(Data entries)
┌──

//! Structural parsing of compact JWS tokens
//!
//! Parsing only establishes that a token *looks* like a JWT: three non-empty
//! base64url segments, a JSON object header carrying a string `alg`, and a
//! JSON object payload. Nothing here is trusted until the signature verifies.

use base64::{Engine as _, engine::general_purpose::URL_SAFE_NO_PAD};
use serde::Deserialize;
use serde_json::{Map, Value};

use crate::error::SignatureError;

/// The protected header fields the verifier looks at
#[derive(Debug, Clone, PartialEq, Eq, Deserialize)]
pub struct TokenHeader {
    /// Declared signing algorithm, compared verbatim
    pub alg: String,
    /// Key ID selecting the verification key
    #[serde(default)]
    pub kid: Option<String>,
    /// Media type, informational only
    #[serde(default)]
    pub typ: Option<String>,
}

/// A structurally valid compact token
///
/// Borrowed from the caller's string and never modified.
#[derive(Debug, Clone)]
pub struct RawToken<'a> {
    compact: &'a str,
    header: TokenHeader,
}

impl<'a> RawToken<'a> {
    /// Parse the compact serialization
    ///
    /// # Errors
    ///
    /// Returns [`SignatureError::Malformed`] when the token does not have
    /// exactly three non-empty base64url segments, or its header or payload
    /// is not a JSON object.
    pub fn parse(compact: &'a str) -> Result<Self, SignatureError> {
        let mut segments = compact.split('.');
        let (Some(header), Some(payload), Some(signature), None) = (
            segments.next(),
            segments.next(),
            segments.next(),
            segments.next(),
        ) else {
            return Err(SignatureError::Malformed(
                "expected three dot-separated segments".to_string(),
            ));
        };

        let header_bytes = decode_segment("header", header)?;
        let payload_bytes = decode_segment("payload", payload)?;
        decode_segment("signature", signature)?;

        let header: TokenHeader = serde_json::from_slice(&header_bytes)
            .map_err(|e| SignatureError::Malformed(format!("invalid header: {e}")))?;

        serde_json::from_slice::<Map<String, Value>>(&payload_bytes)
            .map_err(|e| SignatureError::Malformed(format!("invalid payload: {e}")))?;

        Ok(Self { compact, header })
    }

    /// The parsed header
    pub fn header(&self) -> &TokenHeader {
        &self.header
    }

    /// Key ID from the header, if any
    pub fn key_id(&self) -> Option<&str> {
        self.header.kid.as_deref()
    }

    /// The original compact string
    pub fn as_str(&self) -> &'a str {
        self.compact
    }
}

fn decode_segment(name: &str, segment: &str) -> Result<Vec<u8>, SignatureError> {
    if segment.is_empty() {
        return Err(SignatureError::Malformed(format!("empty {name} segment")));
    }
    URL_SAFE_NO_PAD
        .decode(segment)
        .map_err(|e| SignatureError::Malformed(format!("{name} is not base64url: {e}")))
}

└──

Your objective: Every line holding the word "Malformed" should be copied out of the records above.

Reply:
    /// Returns [`SignatureError::Malformed`] when the token does not have
            return Err(SignatureError::Malformed(
            .map_err(|e| SignatureError::Malformed(format!("invalid header: {e}")))?;
            .map_err(|e| SignatureError::Malformed(format!("invalid payload: {e}")))?;
        return Err(SignatureError::Malformed(format!("empty {name} segment")));
        .map_err(|e| SignatureError::Malformed(format!("{name} is not base64url: {e}")))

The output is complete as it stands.